A peek behind the curtain: I understand that this proof might look completely magic, but actually it came from somewhere. Whatever accounting method you used for the subspaces got you an "unusual" recurrence for odd Fibonacci numbers. The more typical one is $f_{2n-1}=f_{2n-3}+\cdots+f_3+f_1 = \sum_{k=1}^{n-1}1\cdot f_{2n-1-2k}$.
To prove that using tiling, we can condition on the location of the first square (which must exist!), so when I saw your sum was so similar, I was already looking for a proof of this type. But because of the $k$ in the sum I knew I needed to have a little bit of flexibility with the "first half" of the board. I realized that if I had exactly one square, that all the others would be dominos so I would get a linear number of ways to slot it in, and I just kept insisting on that interpretation and forced the details to fit into place.

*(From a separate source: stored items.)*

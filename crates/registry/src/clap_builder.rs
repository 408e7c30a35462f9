//! Clap command tree generated from a [`Namespace`].
//!
//! Every command that is not hidden from the command line becomes a
//! subcommand named after its kebab-case CLI name. Positional parameters map
//! to indexed arguments, the rest to long options. Values are parsed as text
//! and converted by the parameter's kind in [`collect_values`].

use clap::{Arg, ArgAction, ArgMatches, Command as ClapCommand, builder::BoolishValueParser};
use heck::ToKebabCase;
use ipaschema_types::CLI_CONTEXT;
use serde_json::{Map, Value};

use crate::{
    catalog::ParamKind,
    command::CommandDescriptor,
    error::ConversionError,
    namespace::Namespace,
    param::ParameterDescriptor,
};

/// Builds the command tree for every CLI-visible command, listed topic by
/// topic in schema order.
///
/// Clap requires `'static` names; they are leaked, which is fine for a tree
/// built once per process.
///
/// # Arguments
/// * `namespace` - The compiled namespace to expose
///
/// # Returns
/// A root `ipa` command with one subcommand per command not excluded from
/// the `cli` context
///
/// # Example
/// ```rust
/// use std::sync::Arc;
///
/// use ipaschema_api::{OfflineApi, RemoteApi};
/// use ipaschema_registry::{Namespace, build_clap, collect_values};
/// use ipaschema_types::SchemaDocument;
/// use serde_json::json;
///
/// let document = SchemaDocument::from_wire(json!({
///     "fingerprint": "v1",
///     "commands": [{"name": "user_show", "params": [{"name": "uid", "type": "str"}]}]
/// }))
/// .unwrap();
/// let remote: Arc<dyn RemoteApi> = Arc::new(OfflineApi::new(document.clone()));
/// let namespace = Namespace::build(&document, &remote);
///
/// let matches = build_clap(&namespace).try_get_matches_from(["ipa", "user-show", "jdoe"]).unwrap();
/// let (name, sub_matches) = matches.subcommand().unwrap();
/// assert_eq!(name, "user-show");
/// let kw = collect_values(namespace.command("user_show").unwrap(), sub_matches).unwrap();
/// assert_eq!(kw["uid"], json!("jdoe"));
/// ```
pub fn build_clap(namespace: &Namespace) -> ClapCommand {
    let mut root = ClapCommand::new("ipa")
        .about("Commands materialized from the server schema")
        .subcommand_required(true);
    for (_, members) in namespace.names_by_topic() {
        for name in &members.commands {
            let Some(command) = namespace.command(name).filter(|command| !command.no_cli) else {
                continue;
            };
            root = root.subcommand(build_command_clap(command));
        }
    }
    root
}

/// Builds the clap subcommand for one command.
pub fn build_command_clap(command: &CommandDescriptor) -> ClapCommand {
    let name: &'static str = Box::leak(command.cli_name().into_boxed_str());
    let mut subcommand = ClapCommand::new(name);
    if let Some(doc) = &command.doc {
        subcommand = subcommand.about(first_line(doc).to_string()).long_about(doc.clone());
    }
    subcommand = add_positional_arguments(subcommand, command);
    add_options(subcommand, command)
}

/// Positional arguments get consecutive indices. Once one is optional the
/// rest are too, and only the last may take several values. A positional
/// flag takes an explicit boolean word (`true`, `no`, `1`, ...).
fn add_positional_arguments(mut subcommand: ClapCommand, command: &CommandDescriptor) -> ClapCommand {
    let visible: Vec<&ParameterDescriptor> = command.args.iter().filter(|param| param.use_in_context(CLI_CONTEXT)).collect();
    let mut required_so_far = true;
    for (i, param) in visible.iter().enumerate() {
        required_so_far &= must_be_given(param);
        let mut arg = base_arg(param).index(i + 1).required(required_so_far);
        arg = if param.kind == ParamKind::Flag {
            arg.action(ArgAction::Set).value_parser(BoolishValueParser::new())
        } else if param.multivalue && i + 1 == visible.len() {
            arg.action(ArgAction::Append).num_args(1..)
        } else {
            arg.action(ArgAction::Set)
        };
        subcommand = subcommand.arg(arg);
    }
    subcommand
}

fn add_options(mut subcommand: ClapCommand, command: &CommandDescriptor) -> ClapCommand {
    for param in command.options.iter().filter(|param| param.use_in_context(CLI_CONTEXT)) {
        let long: &'static str = Box::leak(option_flag(param).into_boxed_str());
        let mut arg = base_arg(param).long(long);
        arg = match param.kind {
            ParamKind::Flag => arg.action(ArgAction::SetTrue),
            _ if param.multivalue => arg.action(ArgAction::Append).required(must_be_given(param)),
            _ => arg.action(ArgAction::Set).required(must_be_given(param)),
        };
        if let Some(group) = &param.option_group {
            let heading: &'static str = Box::leak(group.clone().into_boxed_str());
            arg = arg.help_heading(heading);
        }
        subcommand = subcommand.arg(arg);
    }
    subcommand
}

fn base_arg(param: &ParameterDescriptor) -> Arg {
    let id: &'static str = Box::leak(param.name.clone().into_boxed_str());
    let mut arg = Arg::new(id);
    if let Some(metavar) = &param.cli_metavar {
        let metavar: &'static str = Box::leak(metavar.clone().into_boxed_str());
        arg = arg.value_name(metavar);
    }
    if let Some(help) = param.doc.as_ref().or(param.label.as_ref()) {
        arg = arg.help(first_line(help).to_string());
    }
    arg
}

/// Long flag for an option: its `cli_name` if declared, else the kebab-case
/// parameter name.
pub fn option_flag(param: &ParameterDescriptor) -> String {
    param.cli_name.clone().unwrap_or_else(|| param.name.to_kebab_case())
}

/// A required parameter must be given on the command line unless a default
/// can be filled in for it. Flags default to `false` and are never required.
fn must_be_given(param: &ParameterDescriptor) -> bool {
    param.required && !param.autofill && param.kind != ParamKind::Flag
}

fn first_line(text: &str) -> &str {
    text.lines().find(|line| !line.trim().is_empty()).map(str::trim).unwrap_or_default()
}

/// Reads the parsed command line back into a keyword map keyed by parameter
/// name, converting every value with its parameter's kind.
///
/// Option flags are only present when set and positional flags only when
/// given, so [`CommandDescriptor::fill_defaults`] can default the rest to
/// `false`.
pub fn collect_values(command: &CommandDescriptor, matches: &ArgMatches) -> Result<Map<String, Value>, ConversionError> {
    let mut kw = Map::new();
    for param in command.args.iter().filter(|param| param.use_in_context(CLI_CONTEXT)) {
        if param.kind == ParamKind::Flag {
            if let Some(&set) = matches.get_one::<bool>(&param.name) {
                kw.insert(param.name.clone(), Value::Bool(set));
            }
            continue;
        }
        collect_text(param, matches, &mut kw)?;
    }
    for param in command.options.iter().filter(|param| param.use_in_context(CLI_CONTEXT)) {
        if param.kind == ParamKind::Flag {
            if matches.get_flag(&param.name) {
                kw.insert(param.name.clone(), Value::Bool(true));
            }
            continue;
        }
        collect_text(param, matches, &mut kw)?;
    }
    Ok(kw)
}

fn collect_text(param: &ParameterDescriptor, matches: &ArgMatches, kw: &mut Map<String, Value>) -> Result<(), ConversionError> {
    let Some(texts) = matches.get_many::<String>(&param.name) else {
        return Ok(());
    };
    let mut raw: Vec<Value> = texts.map(|text| text_value(param.kind, text)).collect();
    let raw = if param.multivalue || raw.len() != 1 {
        Value::Array(raw)
    } else {
        raw.swap_remove(0)
    };
    kw.insert(param.name.clone(), param.convert(&raw)?);
    Ok(())
}

/// Dictionaries are written as JSON on the command line; everything else
/// stays text until converted.
fn text_value(kind: ParamKind, text: &str) -> Value {
    if kind == ParamKind::Dict
        && let Ok(value @ Value::Object(_)) = serde_json::from_str::<Value>(text)
    {
        return value;
    }
    Value::String(text.to_string())
}

#[cfg(test)]
mod tests {
    use std::sync::Arc;

    use ipaschema_api::RemoteApi;
    use ipaschema_types::SchemaDocument;
    use serde_json::json;

    use super::*;
    use crate::{command::compile_command, test_support::RecordingRemote};

    fn remote() -> Arc<dyn RemoteApi> {
        Arc::new(RecordingRemote::with_defaults(json!({})))
    }

    fn user_add() -> CommandDescriptor {
        let spec = serde_json::from_value(json!({
            "name": "user_add",
            "doc": "Add a new user.\n\nLonger description.",
            "params": [
                {"name": "uid", "type": "str", "positional": true, "doc": "User login"},
                {"name": "givenname", "type": "str", "positional": false, "cli_name": "first", "label": "First name"},
                {"name": "uidnumber", "type": "int", "required": false, "cli_metavar": "NUMBER"},
                {"name": "mail", "type": "str", "required": false, "multivalue": true},
                {"name": "noprivate", "type": "bool", "required": false, "default": ["False"]},
                {"name": "userauthtype", "type": "str", "required": false, "exclude": ["cli"]},
                {"name": "setattr", "type": "dict", "required": false}
            ]
        }))
        .expect("deserialize CommandSpec");
        compile_command(&remote(), &spec).expect("compile")
    }

    fn parse(command: &CommandDescriptor, args: &[&str]) -> Result<ArgMatches, clap::Error> {
        build_command_clap(command).try_get_matches_from(std::iter::once("user-add").chain(args.iter().copied()))
    }

    #[test]
    fn builds_named_subcommand_with_arguments() {
        let clap = build_command_clap(&user_add());
        assert_eq!(clap.get_name(), "user-add");
        assert_eq!(clap.get_about().map(|a| a.to_string()), Some("Add a new user.".to_string()));
        let uid = clap.get_arguments().find(|a| a.get_id() == "uid").expect("uid arg");
        assert_eq!(uid.get_index(), Some(1));
        assert!(uid.is_required_set());
        let givenname = clap.get_arguments().find(|a| a.get_id() == "givenname").expect("givenname arg");
        assert_eq!(givenname.get_long(), Some("first"));
        assert!(clap.get_arguments().all(|a| a.get_id() != "userauthtype"));
    }

    #[test]
    fn collects_and_converts_values() {
        let command = user_add();
        let matches = parse(
            &command,
            &["jdoe", "--first", "John", "--uidnumber", "1001", "--mail", "a@x", "--mail", "b@x", "--noprivate", "--setattr", r#"{"k":"v"}"#],
        )
        .expect("parse");
        let kw = collect_values(&command, &matches).expect("collect");
        assert_eq!(kw["uid"], json!("jdoe"));
        assert_eq!(kw["givenname"], json!("John"));
        assert_eq!(kw["uidnumber"], json!(1001));
        assert_eq!(kw["mail"], json!(["a@x", "b@x"]));
        assert_eq!(kw["noprivate"], json!(true));
        assert_eq!(kw["setattr"], json!({"k": "v"}));
    }

    #[test]
    fn unset_flags_and_options_are_absent() {
        let command = user_add();
        let matches = parse(&command, &["jdoe", "--first", "John"]).expect("parse");
        let kw = collect_values(&command, &matches).expect("collect");
        assert!(!kw.contains_key("noprivate"));
        assert!(!kw.contains_key("mail"));
    }

    #[test]
    fn missing_required_option_is_rejected() {
        let command = user_add();
        assert!(parse(&command, &["jdoe"]).is_err());
    }

    #[test]
    fn conversion_failure_is_reported() {
        let command = user_add();
        let matches = parse(&command, &["jdoe", "--first", "John", "--uidnumber", "many"]).expect("parse");
        let err = collect_values(&command, &matches).unwrap_err();
        assert_eq!(err.kind, ParamKind::Int);
    }

    fn cert_request() -> CommandDescriptor {
        let spec = serde_json::from_value(json!({
            "name": "cert_request",
            "params": [
                {"name": "csr", "type": "str", "positional": true},
                {"name": "principal", "type": "str", "positional": true, "multivalue": true},
                {"name": "attrs", "type": "dict", "positional": true},
                {"name": "add", "type": "bool", "positional": true, "default": ["False"]}
            ]
        }))
        .expect("deserialize CommandSpec");
        compile_command(&remote(), &spec).expect("compile")
    }

    #[test]
    fn positional_flag_takes_a_boolean_word() {
        let command = cert_request();
        let add = command.args.iter().find(|param| param.name == "add").expect("add arg");
        assert_eq!(add.kind, ParamKind::Flag);

        let matches = parse(&command, &["CSR", "host/a", r#"{"k":"v"}"#, "true"]).expect("parse");
        let kw = collect_values(&command, &matches).expect("collect");
        assert_eq!(kw["add"], json!(true));

        let matches = parse(&command, &["CSR", "host/a", r#"{"k":"v"}"#, "no"]).expect("parse");
        let kw = collect_values(&command, &matches).expect("collect");
        assert_eq!(kw["add"], json!(false));

        let matches = parse(&command, &["CSR", "host/a", r#"{"k":"v"}"#]).expect("parse");
        let kw = collect_values(&command, &matches).expect("collect");
        assert!(!kw.contains_key("add"));
    }

    #[test]
    fn positional_flag_rejects_other_words() {
        let command = cert_request();
        assert!(parse(&command, &["CSR", "host/a", "{}", "maybe"]).is_err());
    }

    #[test]
    fn multivalue_positional_before_the_last_takes_one_value() {
        let command = cert_request();
        let clap = build_command_clap(&command);
        let principal = clap.get_arguments().find(|a| a.get_id() == "principal").expect("principal arg");
        assert_eq!(principal.get_index(), Some(2));
        assert!(matches!(principal.get_action(), ArgAction::Set));

        let matches = parse(&command, &["CSR", "host/a", "{}"]).expect("parse");
        let kw = collect_values(&command, &matches).expect("collect");
        assert_eq!(kw["principal"], json!(["host/a"]));
        assert!(parse(&command, &["CSR", "host/a", "host/b", "{}", "yes", "extra"]).is_err());
    }

    #[test]
    fn positional_dict_is_read_as_json() {
        let command = cert_request();
        let matches = parse(&command, &["CSR", "host/a", r#"{"profile":"caIPAserviceCert"}"#]).expect("parse");
        let kw = collect_values(&command, &matches).expect("collect");
        assert_eq!(kw["csr"], json!("CSR"));
        assert_eq!(kw["attrs"], json!({"profile": "caIPAserviceCert"}));
    }

    #[test]
    fn tree_skips_cli_hidden_commands() {
        let document = SchemaDocument::from_wire(json!({
            "fingerprint": "v1",
            "commands": [
                {"name": "user_add", "topic_topic": "user"},
                {"name": "internal_sync", "exclude": ["cli"]},
                {"name": "ping"}
            ]
        }))
        .expect("decode schema");
        let namespace = Namespace::build(&document, &remote());
        let root = build_clap(&namespace);
        let names: Vec<_> = root.get_subcommands().map(|c| c.get_name()).collect();
        assert_eq!(names, vec!["user-add", "ping"]);
    }
}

Initially when I was just looking at the recurrence as you gave it, I was thinking that $-1$ would mean "ignore one special tiling" for each $k$, of which the natural one is the one with all squares. But then I saw that it was really a $-k$ and I could use it to telescope away most of the "weird" term outside the summation, and so I went that route. (Like I said, I think you could make the original form work; there's clues that I just didn't piece together. For instance, $\frac{n(n+1)}{2}$ is the number of ways to insert two squares in between $n-1$ dominos!)